Spark also comes with several sample programs in the examples directory. To run one of them, use ./bin/run-example <class> [params]. For example:

./bin/run-example SparkPi

will run the Pi example locally.

You can set the MASTER environment variable when running examples to submit examples to a cluster. This can be a mesos:// or spark:// URL, "yarn" to run on YARN, and "local" to run locally with one thread, or "local[N]" to run locally with N threads. You can also use an abbreviated class name if the class is in the examples package. For instance:

MASTER=spark://host:7077 ./bin/run-example SparkPi

Many of the example programs print usage help if no params are given.

Running Tests

Testing first requires building Spark.
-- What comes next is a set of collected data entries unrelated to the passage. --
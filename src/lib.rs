//! # mogzauri
//!
//! Leptos + WASM frontend for the Mogzauri travel guide.
//!
//! This crate carries the site's client-side preference layer: a light/dark
//! theme toggle and a Georgian/English label switcher, both persisted in
//! localStorage and reapplied on load. The controller core (`prefs`) is
//! browser-free and natively testable; `util` binds it to the document, and
//! `components`/`pages` are the page chrome that mounts it.

pub mod app;
pub mod components;
pub mod pages;
pub mod prefs;
pub mod state;
pub mod util;

/// WASM entry point: install logging hooks, then hydrate the app.
#[cfg(feature = "hydrate")]
#[wasm_bindgen::prelude::wasm_bindgen]
pub fn hydrate() {
    console_error_panic_hook::set_once();
    let _ = console_log::init_with_level(log::Level::Debug);
    leptos::mount::hydrate_body(app::App);
}
//! Landing page with category and region overviews.

use leptos::prelude::*;

use crate::components::site_header::SiteHeader;

/// Landing page. Static bilingual content; every label carries its language
/// variants for the in-place switcher.
#[component]
pub fn HomePage() -> impl IntoView {
    view! {
        <div class="home-page">
            <SiteHeader/>
            <main class="home-page__main">
                <h1 data-ka="აღმოაჩინე საქართველო" data-en="Discover Georgia">
                    "აღმოაჩინე საქართველო"
                </h1>
                <p
                    class="home-page__lead"
                    data-ka="მარშრუტები, ადგილები და რჩევები მოგზაურებისთვის"
                    data-en="Routes, places and tips for travelers"
                >
                    "მარშრუტები, ადგილები და რჩევები მოგზაურებისთვის"
                </p>

                <section class="home-page__section">
                    <h2 data-ka="კატეგორიები" data-en="Categories">"კატეგორიები"</h2>
                    <ul class="home-page__categories">
                        <li data-ka="მთები" data-en="Mountains">"მთები"</li>
                        <li data-ka="ჩანჩქერები" data-en="Waterfalls">"ჩანჩქერები"</li>
                        <li data-ka="ისტორიული" data-en="Historical">"ისტორიული"</li>
                        <li data-ka="ტყეები" data-en="Forests">"ტყეები"</li>
                        <li data-ka="ხედები" data-en="Viewpoints">"ხედები"</li>
                        <li data-ka="ლაშქრობა" data-en="Hiking">"ლაშქრობა"</li>
                        <li data-ka="ტბები" data-en="Lakes">"ტბები"</li>
                        <li data-ka="მზის ამოსვლა" data-en="Sunrise">"მზის ამოსვლა"</li>
                    </ul>
                </section>

                <section class="home-page__section">
                    <h2 data-ka="პოპულარული რეგიონები" data-en="Popular regions">
                        "პოპულარული რეგიონები"
                    </h2>
                    <ul class="home-page__regions">
                        <li data-ka="სვანეთი" data-en="Svaneti">"სვანეთი"</li>
                        <li data-ka="კახეთი" data-en="Kakheti">"კახეთი"</li>
                        <li data-ka="აჭარა" data-en="Adjara">"აჭარა"</li>
                    </ul>
                </section>
            </main>
        </div>
    }
}
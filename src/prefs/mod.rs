//! Preference controller core: domain model, seams, and operations.
//!
//! DESIGN
//! ======
//! Nothing in this tree touches the browser. The store and surface traits
//! are the only way the controller reaches the outside world, so the whole
//! module tests natively; `util` binds the browser implementations.

pub mod controller;
pub mod model;
pub mod store;
pub mod surface;
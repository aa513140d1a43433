//! Shared client-side state modules.

pub mod prefs;
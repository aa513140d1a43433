//! Browser localStorage helpers and the persistent store adapter.
//!
//! SYSTEM CONTEXT
//! ==============
//! Centralizes the hydrate-only read/write glue so the rest of the crate
//! never repeats it. Persistence is best-effort browser behavior: reads are
//! `None` and writes are dropped whenever the browser or its storage
//! facility is unavailable (server builds, storage disabled).

#[cfg(test)]
#[path = "storage_test.rs"]
mod storage_test;

use crate::prefs::store::PreferenceStore;

/// Load a string from localStorage for `key`.
pub fn get_string(key: &str) -> Option<String> {
    #[cfg(feature = "hydrate")]
    {
        let storage = web_sys::window().and_then(|w| w.local_storage().ok().flatten())?;
        storage.get_item(key).ok().flatten()
    }
    #[cfg(not(feature = "hydrate"))]
    {
        let _ = key;
        None
    }
}

/// Save a string to localStorage for `key`.
pub fn set_string(key: &str, value: &str) {
    #[cfg(feature = "hydrate")]
    {
        let Some(storage) = web_sys::window().and_then(|w| w.local_storage().ok().flatten())
        else {
            return;
        };
        if storage.set_item(key, value).is_err() {
            log::warn!("localStorage write failed for entry {key}");
        }
    }
    #[cfg(not(feature = "hydrate"))]
    {
        let _ = (key, value);
    }
}

/// `PreferenceStore` backed by the browser's localStorage.
#[derive(Clone, Copy, Debug, Default)]
pub struct BrowserStore;

impl PreferenceStore for BrowserStore {
    fn get(&self, key: &str) -> Option<String> {
        get_string(key)
    }

    fn set(&self, key: &str, value: &str) {
        set_string(key, value);
    }
}
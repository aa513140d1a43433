//! Preference domain model: theme and language enums.

#[cfg(test)]
#[path = "model_test.rs"]
mod model_test;

/// Binary visual presentation mode, written to the document root as
/// `data-theme`.
#[derive(Clone, Copy, Debug, Default, PartialEq, Eq)]
pub enum Theme {
    #[default]
    Light,
    Dark,
}

impl Theme {
    /// Persisted string form.
    pub fn as_str(self) -> &'static str {
        match self {
            Self::Light => "light",
            Self::Dark => "dark",
        }
    }

    /// Parse a persisted or attribute value. Anything outside the domain is
    /// `None`, which callers treat exactly like an absent value.
    pub fn parse(value: &str) -> Option<Self> {
        match value {
            "light" => Some(Self::Light),
            "dark" => Some(Self::Dark),
            _ => None,
        }
    }

    /// The opposite mode.
    pub fn flip(self) -> Self {
        match self {
            Self::Light => Self::Dark,
            Self::Dark => Self::Light,
        }
    }

    /// Glyph shown on the toggle control: sun while dark, moon-and-stars
    /// while light.
    pub fn glyph(self) -> ThemeGlyph {
        match self {
            Self::Light => ThemeGlyph::MoonStars,
            Self::Dark => ThemeGlyph::Sun,
        }
    }
}

/// Icon identity for the theme toggle control.
#[derive(Clone, Copy, Debug, PartialEq, Eq)]
pub enum ThemeGlyph {
    Sun,
    MoonStars,
}

/// Display language for marked-up labels.
#[derive(Clone, Copy, Debug, Default, PartialEq, Eq)]
pub enum Language {
    #[default]
    Georgian,
    English,
}

impl Language {
    /// ISO 639-1 code, also the persisted string form.
    pub fn code(self) -> &'static str {
        match self {
            Self::Georgian => "ka",
            Self::English => "en",
        }
    }

    /// Parse a persisted language code. Unknown codes are `None`.
    pub fn parse(value: &str) -> Option<Self> {
        match value {
            "ka" => Some(Self::Georgian),
            "en" => Some(Self::English),
            _ => None,
        }
    }
}
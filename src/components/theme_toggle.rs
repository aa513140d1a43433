//! Theme toggle button hosting the glyph element.

use leptos::prelude::*;

use crate::prefs::model::{Language, Theme};
use crate::state::prefs::PrefsState;

#[cfg(test)]
#[path = "theme_toggle_test.rs"]
mod theme_toggle_test;

/// Toggle between the light and dark theme.
///
/// The button hosts the `#theme-icon` glyph element the preference
/// controller drives. Markup ships the light-mode glyph; the controller
/// owns the icon class and the root `data-theme` attribute from hydration
/// onward, so the view layer only feeds the tooltip. The tooltip follows
/// the display language along with the rest of the chrome.
#[component]
pub fn ThemeToggle() -> impl IntoView {
    let prefs = expect_context::<RwSignal<PrefsState>>();

    let title = move || {
        let state = prefs.get();
        toggle_title(state.theme, state.language)
    };

    let on_toggle = move |_| {
        let next = crate::util::browser::toggle_theme();
        prefs.update(|p| p.theme = next);
    };

    view! {
        <button class="btn header__theme-toggle" title=title on:click=on_toggle>
            <span id="theme-icon">
                <i class="bi bi-moon-stars"></i>
            </span>
        </button>
    }
}

fn toggle_title(theme: Theme, lang: Language) -> &'static str {
    match (lang, theme) {
        (Language::Georgian, Theme::Light) => "მუქ თემაზე გადართვა",
        (Language::Georgian, Theme::Dark) => "ნათელ თემაზე გადართვა",
        (Language::English, Theme::Light) => "Switch to dark theme",
        (Language::English, Theme::Dark) => "Switch to light theme",
    }
}
//! Preference controller: theme toggle, language switching, hydration.
//!
//! DESIGN
//! ======
//! Operations mutate an injected store and surface instead of globals so the
//! same logic runs against the live document and against in-memory fakes.
//! The surface, not the store, is the source of truth for the current theme:
//! toggling flips whatever the document shows, then writes through.

#[cfg(test)]
#[path = "controller_test.rs"]
mod controller_test;

use crate::prefs::model::{Language, Theme};
use crate::prefs::store::PreferenceStore;
use crate::prefs::surface::{Surface, TextSlot};

/// Flip the theme shown by the surface and write it through.
///
/// An absent or unreadable root indicator counts as not-dark, so the first
/// toggle on a fresh document deterministically lands on dark.
pub fn toggle_theme(store: &dyn PreferenceStore, surface: &dyn Surface) -> Theme {
    let next = surface.theme().map_or(Theme::Dark, Theme::flip);
    surface.set_theme(next);
    store.set_theme(next);
    update_theme_glyph(surface, next);
    next
}

/// Point the toggle glyph at the other mode: sun while dark, moon-and-stars
/// while light.
pub fn update_theme_glyph(surface: &dyn Surface, theme: Theme) {
    surface.set_theme_glyph(theme.glyph());
}

/// Persist `lang`, then apply it to the surface.
pub fn set_language(store: &dyn PreferenceStore, surface: &dyn Surface, lang: Language) {
    store.set_language(lang);
    apply_language(surface, lang);
}

/// Relabel every text slot for `lang` and move the active-language marker.
///
/// A slot without the requested variant falls back to the default-language
/// variant; a slot without either is left untouched.
pub fn apply_language(surface: &dyn Surface, lang: Language) {
    surface.for_each_text_slot(&mut |slot| {
        if let Some(text) = resolve_label(slot, lang) {
            slot.set_text(&text);
        }
    });
    surface.set_active_language(lang);
}

fn resolve_label(slot: &dyn TextSlot, lang: Language) -> Option<String> {
    slot.variant(lang).or_else(|| slot.variant(Language::default()))
}

/// Hydrate both preferences from the store and reflect them into the
/// surface. Absent or unreadable entries fall back to the defaults (light,
/// Georgian). Applies only; never writes back to the store.
pub fn init(store: &dyn PreferenceStore, surface: &dyn Surface) -> (Theme, Language) {
    let theme = store.theme().unwrap_or_default();
    surface.set_theme(theme);
    update_theme_glyph(surface, theme);

    let lang = store.language().unwrap_or_default();
    apply_language(surface, lang);

    (theme, lang)
}
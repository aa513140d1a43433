#[cfg(test)]
#[path = "prefs_test.rs"]
mod prefs_test;

use crate::prefs::model::{Language, Theme};

/// Reactive mirror of the persisted preferences.
///
/// The document-level attributes stay owned by the preference controller;
/// this state only feeds chrome that renders through the view layer
/// (control titles, pressed markers).
#[derive(Clone, Copy, Debug, Default, PartialEq, Eq)]
pub struct PrefsState {
    pub theme: Theme,
    pub language: Language,
}
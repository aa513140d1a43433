//! Reusable UI components for page chrome.

pub mod language_switcher;
pub mod site_header;
pub mod theme_toggle;
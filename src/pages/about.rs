//! About page describing the guide.

use leptos::prelude::*;

use crate::components::site_header::SiteHeader;

/// Short bilingual description of the project.
#[component]
pub fn AboutPage() -> impl IntoView {
    view! {
        <div class="about-page">
            <SiteHeader/>
            <main class="about-page__main">
                <h1 data-ka="შესახებ" data-en="About">"შესახებ"</h1>
                <p
                    data-ka="მოგზაური არის გზამკვლევი საქართველოს გარშემო: მარშრუტები, სანახაობები და პრაქტიკული რჩევები."
                    data-en="Mogzauri is a travel guide around Georgia: routes, sights and practical tips."
                >
                    "მოგზაური არის გზამკვლევი საქართველოს გარშემო: მარშრუტები, სანახაობები და პრაქტიკული რჩევები."
                </p>
            </main>
        </div>
    }
}
//! Utility helpers isolating browser and environment concerns.
//!
//! SYSTEM CONTEXT
//! ==============
//! Everything that needs `web-sys` lives here behind the `hydrate` feature;
//! server builds compile the same modules down to no-ops so components and
//! pages stay environment-agnostic.

pub mod browser;
pub mod document;
pub mod storage;
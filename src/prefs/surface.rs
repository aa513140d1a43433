//! Rendering-surface seam the preference controller drives.
//!
//! The distilled capability set of the live document: one root theme
//! indicator, one glyph element, the marked-up text slots, and the pair of
//! language selector buttons. `util::document` implements it over the real
//! DOM; tests substitute recording fakes.

use crate::prefs::model::{Language, Theme, ThemeGlyph};

/// One element carrying per-language text variants.
pub trait TextSlot {
    /// The marked-up variant for `lang`, if the element carries one.
    fn variant(&self, lang: Language) -> Option<String>;

    /// Replace the visible text.
    fn set_text(&self, text: &str);
}

/// Capability interface over the document consumed by the controller.
pub trait Surface {
    /// Current root theme indicator, if present and well-formed.
    fn theme(&self) -> Option<Theme>;

    /// Write the root theme indicator.
    fn set_theme(&self, theme: Theme);

    /// Update the glyph element inside the toggle control.
    fn set_theme_glyph(&self, glyph: ThemeGlyph);

    /// Visit every language-variant text slot in the document.
    fn for_each_text_slot(&self, visit: &mut dyn FnMut(&dyn TextSlot));

    /// Mark `lang`'s selector button active and the other one inactive.
    fn set_active_language(&self, lang: Language);
}
//! Language selector buttons (Georgian / English).

use leptos::prelude::*;

use crate::prefs::model::Language;
use crate::state::prefs::PrefsState;

/// Paired selector buttons for the display language.
///
/// The `active` class on `#btn-ka`/`#btn-en` is owned by the preference
/// controller; markup ships the Georgian default. The signal mirror only
/// feeds `aria-pressed`.
#[component]
pub fn LanguageSwitcher() -> impl IntoView {
    let prefs = expect_context::<RwSignal<PrefsState>>();

    let select = move |lang: Language| {
        crate::util::browser::set_language(lang);
        prefs.update(|p| p.language = lang);
    };

    let pressed = move |lang: Language| (prefs.get().language == lang).to_string();

    view! {
        <div class="header__languages">
            <button
                id="btn-ka"
                class="btn header__language active"
                aria-pressed=move || pressed(Language::Georgian)
                on:click=move |_| select(Language::Georgian)
            >
                "ქარ"
            </button>
            <button
                id="btn-en"
                class="btn header__language"
                aria-pressed=move || pressed(Language::English)
                on:click=move |_| select(Language::English)
            >
                "ENG"
            </button>
        </div>
    }
}
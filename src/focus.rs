//! Focus guard.
//!
//! Warns the user when the terminal regains focus after losing it during a
//! session. The
//! subscription to focus reports is a scoped resource: [`FocusGuard::attach`]
//! acquires it, [`FocusGuard::detach`] or `Drop` releases it.

use std::io::{self, Write};

use crossterm::event::{DisableFocusChange, EnableFocusChange};
use crossterm::execute;
use tracing::{debug, warn};

use crate::sos::SosAccessList;

/// Source of focus-gained notifications.
pub trait FocusSource {
    /// Starts delivering focus notifications.
    fn subscribe(&mut self) -> io::Result<()>;
    /// Stops delivering focus notifications.
    fn unsubscribe(&mut self) -> io::Result<()>;
}

/// Sink for the distraction warning.
pub trait Warner {
    fn warn(&mut self, message: &str) -> io::Result<()>;
}

/// Focus reports from the controlling terminal.
///
/// Crossterm only emits `FocusGained` / `FocusLost` while focus-change
/// reporting is enabled, so subscribing toggles that mode.
#[derive(Debug, Default)]
pub struct TerminalFocus;

impl FocusSource for TerminalFocus {
    fn subscribe(&mut self) -> io::Result<()> {
        execute!(io::stdout(), EnableFocusChange)
    }

    fn unsubscribe(&mut self) -> io::Result<()> {
        execute!(io::stdout(), DisableFocusChange)
    }
}

/// Alert state shown by the UI when a warning fires.
#[derive(Debug, Default)]
pub struct Alerts {
    /// Message of the alert currently on screen
    pub current: Option<String>,
    /// Number of warnings raised since startup
    pub raised: usize,
    /// Ring the terminal bell with each warning
    pub bell: bool,
}

impl Alerts {
    pub fn new(bell: bool) -> Self {
        Self {
            bell,
            ..Self::default()
        }
    }

    pub fn dismiss(&mut self) {
        self.current = None;
    }
}

impl Warner for Alerts {
    fn warn(&mut self, message: &str) -> io::Result<()> {
        self.current = Some(message.to_string());
        self.raised += 1;
        if self.bell {
            let mut stdout = io::stdout();
            stdout.write_all(b"\x07")?;
            stdout.flush()?;
        }
        Ok(())
    }
}

/// Subscription to focus reports, held only while a session runs.
pub struct FocusGuard {
    source: Box<dyn FocusSource>,
    attached: bool,
    focus_lost: bool,
    message: String,
}

impl FocusGuard {
    pub fn new(source: Box<dyn FocusSource>, message: impl Into<String>) -> Self {
        Self {
            source,
            attached: false,
            focus_lost: false,
            message: message.into(),
        }
    }

    pub fn is_attached(&self) -> bool {
        self.attached
    }

    /// Subscribes to focus reports. Does nothing when already attached.
    pub fn attach(&mut self) -> io::Result<()> {
        if self.attached {
            return Ok(());
        }
        self.source.subscribe()?;
        self.attached = true;
        // Reports from before this run do not count
        self.focus_lost = false;
        debug!("focus guard attached");
        Ok(())
    }

    /// Releases the subscription. Does nothing when detached.
    pub fn detach(&mut self) -> io::Result<()> {
        if !self.attached {
            return Ok(());
        }
        self.attached = false;
        debug!("focus guard detached");
        self.source.unsubscribe()
    }

    /// Records that the terminal lost focus. Ignored when detached.
    pub fn on_focus_lost(&mut self) {
        if self.attached {
            debug!("focus lost during session");
            self.focus_lost = true;
        }
    }

    /// Reacts to the terminal regaining focus.
    ///
    /// Only a gain that follows a loss counts; terminals may send a gain as
    /// soon as reporting is enabled. Returns true when a warning was raised.
    /// Errors from the warner are logged and dropped.
    pub fn on_focus_gained(&mut self, sos: &SosAccessList, warner: &mut dyn Warner) -> bool {
        if !self.attached || !self.focus_lost {
            return false;
        }
        self.focus_lost = false;
        if sos.is_enabled() {
            debug!(allowed = sos.allowed_count(), "focus regained in SOS mode");
            return false;
        }

        if let Err(e) = warner.warn(&self.message) {
            warn!("failed to raise focus warning: {e}");
        }
        true
    }
}

impl Drop for FocusGuard {
    fn drop(&mut self) {
        if let Err(e) = self.detach() {
            warn!("failed to release focus subscription: {e}");
        }
    }
}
Once Spark is built, tests can be run using:

./dev/run-tests

Please see the guidance on how to run tests for a module, or individual tests.

A Note About Hadoop Versions

Spark uses the Hadoop core library to talk to HDFS and other Hadoop-supported storage systems. Because the protocols have changed in different versions of Hadoop, you must build Spark against the same version that your cluster runs.

Please refer to the build documentation at "Specifying the Hadoop Version" for detailed guidance on building for a particular distribution of Hadoop, including building for particular Hive and Hive Thriftserver distributions.

Configuration

Please refer to the Configuration Guide in the online documentation for an overview on how to configure Spark.